Afghan President Hamid Karzai is increasingly reminiscent of President Diem in Vietnam. His credibility is in a shambles, and as Gen. Stanley McChrystal says, this situation must be dramatically improved.

There should be an all-out push for Karzai to broaden his government with a national unity coalition that includes his major opponent, former Foreign Minister Abdullah Abdullah, with an open offer to include insurgents willing to cease fire and join a unity government.

4. There should be aggressive action through any effective means to broaden the credibility of the Afghan government, to strongly combat the corruption that is rampant and destructive to any mission and to publicly define an endgame political solution that might well be similar to the Sunni Awakening in Iraq. We should employ any overt actions to achieve this.

5. Gen. McChrystal is one of our finest officers. His views should not be decisive, but should be given profound respect because of his military leadership and stellar track record. However, it is a violation of the chain of command and inappropriate for any uniformed officer to campaign and press for any policy not yet decided by the commander in chief.
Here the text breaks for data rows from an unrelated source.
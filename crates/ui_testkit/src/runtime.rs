//! Update scheduling and render passes.
//!
//! State setters never touch the tree directly. They queue a
//! [`PendingUpdate`] on the container's [`Scheduler`]; the flush loop in
//! [`crate::container`] drains the queue, re-expands the root description
//! with a [`RenderPass`] and commits the result to the document.

use crate::dom::{HostElement, HostNode, VOID_TAGS};
use crate::error::RenderError;
use crate::platform::Services;
use crate::scope::Scope;
use crate::view::View;
use futures::executor::LocalSpawner;
use futures::task::LocalSpawnExt;
use std::any::{Any, TypeId};
use std::cell::{Cell, RefCell};
use std::collections::{HashMap, HashSet, VecDeque};
use std::future::Future;
use std::rc::{Rc, Weak};
use tracing::{debug, warn};

/// A queued state transition. Returns false when its target state no
/// longer exists (the component instance was unmounted).
pub(crate) type PendingUpdate = Box<dyn FnOnce() -> bool>;

/// Work to run after a commit.
pub(crate) type Effect = Box<dyn FnOnce()>;

/// Hook storage of one component instance, indexed by call order.
pub(crate) type HookSlots = Vec<Box<dyn Any>>;

pub(crate) struct Scheduler {
    queue: RefCell<VecDeque<PendingUpdate>>,
    batch_depth: Cell<usize>,
    torn_down: Cell<bool>,
    warn_unscoped: bool,
}

impl Scheduler {
    pub(crate) fn new(warn_unscoped: bool) -> Rc<Self> {
        Rc::new(Self {
            queue: RefCell::new(VecDeque::new()),
            batch_depth: Cell::new(0),
            torn_down: Cell::new(false),
            warn_unscoped,
        })
    }

    pub(crate) fn schedule(&self, update: PendingUpdate) {
        if self.torn_down.get() {
            debug!("dropping state update for an unmounted container");
            return;
        }
        if self.batch_depth.get() == 0 && self.warn_unscoped {
            warn!(
                "state update scheduled outside a flush boundary; \
                 wrap the code that triggers it in Container::act"
            );
        }
        self.queue.borrow_mut().push_back(update);
    }

    /// Enter a flush boundary. Updates scheduled while the guard lives
    /// are considered expected.
    pub(crate) fn enter(self: &Rc<Self>) -> BatchGuard {
        self.batch_depth.set(self.batch_depth.get() + 1);
        BatchGuard {
            scheduler: Rc::clone(self),
        }
    }

    pub(crate) fn take_pending(&self) -> VecDeque<PendingUpdate> {
        std::mem::take(&mut *self.queue.borrow_mut())
    }

    pub(crate) fn pending_len(&self) -> usize {
        self.queue.borrow().len()
    }

    #[cfg(test)]
    pub(crate) fn in_batch(&self) -> bool {
        self.batch_depth.get() > 0
    }

    pub(crate) fn tear_down(&self) {
        self.torn_down.set(true);
        let dropped = self.take_pending();
        drop(dropped);
    }

    pub(crate) fn is_torn_down(&self) -> bool {
        self.torn_down.get()
    }
}

pub(crate) struct BatchGuard {
    scheduler: Rc<Scheduler>,
}

impl Drop for BatchGuard {
    fn drop(&mut self) {
        let depth = self.scheduler.batch_depth.get();
        self.scheduler.batch_depth.set(depth.saturating_sub(1));
    }
}

/// Spawns futures onto the owning container's single-threaded executor.
///
/// Tasks only make progress inside a flush boundary (`act`, `act_async`,
/// `wait_for`, or event dispatch) and are dropped at teardown.
#[derive(Clone)]
pub struct TaskSpawner {
    spawner: LocalSpawner,
    scheduler: Weak<Scheduler>,
}

impl TaskSpawner {
    pub(crate) fn new(spawner: LocalSpawner, scheduler: Weak<Scheduler>) -> Self {
        Self { spawner, scheduler }
    }

    pub fn spawn(&self, future: impl Future<Output = ()> + 'static) {
        let alive = self
            .scheduler
            .upgrade()
            .is_some_and(|scheduler| !scheduler.is_torn_down());
        if !alive {
            debug!("not spawning task on an unmounted container");
            return;
        }
        if let Err(err) = self.spawner.spawn_local(future) {
            debug!(%err, "executor shut down; task dropped");
        }
    }
}

/// Identity of a component instance across renders: its position in
/// the description tree plus its name.
#[derive(Debug, Clone, PartialEq, Eq, Hash)]
pub(crate) struct InstanceKey {
    path: Vec<usize>,
    name: &'static str,
}

fn valid_tag(tag: &str) -> bool {
    let mut chars = tag.chars();
    chars.next().is_some_and(|c| c.is_ascii_alphabetic())
        && chars.all(|c| c.is_ascii_alphanumeric() || c == '-')
}

/// One expansion of a description into host nodes.
pub(crate) struct RenderPass<'a> {
    hooks: &'a mut HashMap<InstanceKey, HookSlots>,
    seen: HashSet<InstanceKey>,
    contexts: Vec<(TypeId, Rc<dyn Any>)>,
    services: &'a Services,
    scheduler: &'a Rc<Scheduler>,
    spawner: &'a TaskSpawner,
    effects: Vec<Effect>,
}

impl<'a> RenderPass<'a> {
    /// Expand `view`, returning the host tree and effects to run after
    /// commit. Instances not reached by this pass lose their state.
    pub(crate) fn run(
        view: &View,
        hooks: &'a mut HashMap<InstanceKey, HookSlots>,
        services: &'a Services,
        scheduler: &'a Rc<Scheduler>,
        spawner: &'a TaskSpawner,
    ) -> Result<(Vec<HostNode>, Vec<Effect>), RenderError> {
        let mut pass = Self {
            hooks,
            seen: HashSet::new(),
            contexts: Vec::new(),
            services,
            scheduler,
            spawner,
            effects: Vec::new(),
        };

        let mut nodes = Vec::new();
        pass.expand(view, &mut Vec::new(), &mut nodes)?;

        let RenderPass {
            hooks,
            seen,
            effects,
            ..
        } = pass;
        let before = hooks.len();
        hooks.retain(|key, _| seen.contains(key));
        if hooks.len() < before {
            debug!(unmounted = before - hooks.len(), "released component state");
        }

        Ok((nodes, effects))
    }

    fn expand(
        &mut self,
        view: &View,
        path: &mut Vec<usize>,
        out: &mut Vec<HostNode>,
    ) -> Result<(), RenderError> {
        match view {
            View::Empty => Ok(()),
            View::Text(text) => {
                out.push(HostNode::Text(text.clone()));
                Ok(())
            }
            View::Fragment(children) => self.expand_children(children, path, out),
            View::Element(element) => {
                if !valid_tag(&element.tag) {
                    return Err(RenderError::InvalidTag(element.tag.clone()));
                }
                let tag = element.tag.to_ascii_lowercase();
                if VOID_TAGS.contains(&tag.as_str())
                    && element.children.iter().any(|child| !child.is_empty())
                {
                    return Err(RenderError::VoidElementChildren { tag });
                }

                let mut children = Vec::new();
                self.expand_children(&element.children, path, &mut children)?;
                out.push(HostNode::Element(HostElement {
                    tag,
                    attrs: element.attrs.clone(),
                    style: element.style.clone(),
                    listeners: element.listeners.clone(),
                    value: element.value.clone(),
                    children,
                }));
                Ok(())
            }
            View::Component(component) => {
                let key = InstanceKey {
                    path: path.clone(),
                    name: component.name,
                };
                let mut slots = self.hooks.remove(&key).unwrap_or_default();
                self.seen.insert(key.clone());

                let rendered = {
                    let mut scope = Scope::new(
                        component.name,
                        &mut slots,
                        &self.contexts,
                        self.services,
                        self.scheduler,
                        self.spawner,
                        &mut self.effects,
                    );
                    let result = (component.render)(&mut scope);
                    match scope.take_error() {
                        Some(err) => Err(err),
                        None => result,
                    }
                };
                self.hooks.insert(key, slots);

                let child = rendered?;
                path.push(0);
                let result = self.expand(&child, path, out);
                path.pop();
                result
            }
            View::Provider(provider) => {
                self.contexts
                    .push((provider.type_id, Rc::clone(&provider.value)));
                path.push(0);
                let result = self.expand(&provider.child, path, out);
                path.pop();
                self.contexts.pop();
                result
            }
        }
    }

    fn expand_children(
        &mut self,
        children: &[View],
        path: &mut Vec<usize>,
        out: &mut Vec<HostNode>,
    ) -> Result<(), RenderError> {
        for (index, child) in children.iter().enumerate() {
            path.push(index);
            let result = self.expand(child, path, out);
            path.pop();
            result?;
        }
        Ok(())
    }
}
6. Let’s have a hard conversation right now about approving extremely strong support for our troops, veterans and military families. We must never again wage war where combat troops lack body armor, retired troops become homeless and wounded troops want for medical care that fully meets their needs.

If we need to pass a war surtax, or enact a Patriot Bond version of the 1940s war bond, we should do it. Before any further decisions are made, we should be fully committed to support whatever our troops, vets and military families need.

7. Let’s understand and applaud the strategy of Gen. McChrystal to minimize civilian casualties. Let’s applaud the courage of our troops for risking their lives to minimize civilian casualties. Let’s understand that while air power and predator drones reduce the pain for us, they increase civilian casualties that must be avoided for moral standing and military success.

I hope Democrats and Republicans can agree on these seven points. While the president decides his policy, let’s have a political cease-fire and thoughtful national discussion There are arguments for and against more troops, but we must address the seven truths told here to maximize the success of any mission.

I would be inclined to support the president in whatever decision he makes, giving his policy a reasonable time to succeed so long as the government we fight for is credible, the endgame of the mission is clear and our people are told the truth about the challenges and goals of the mission.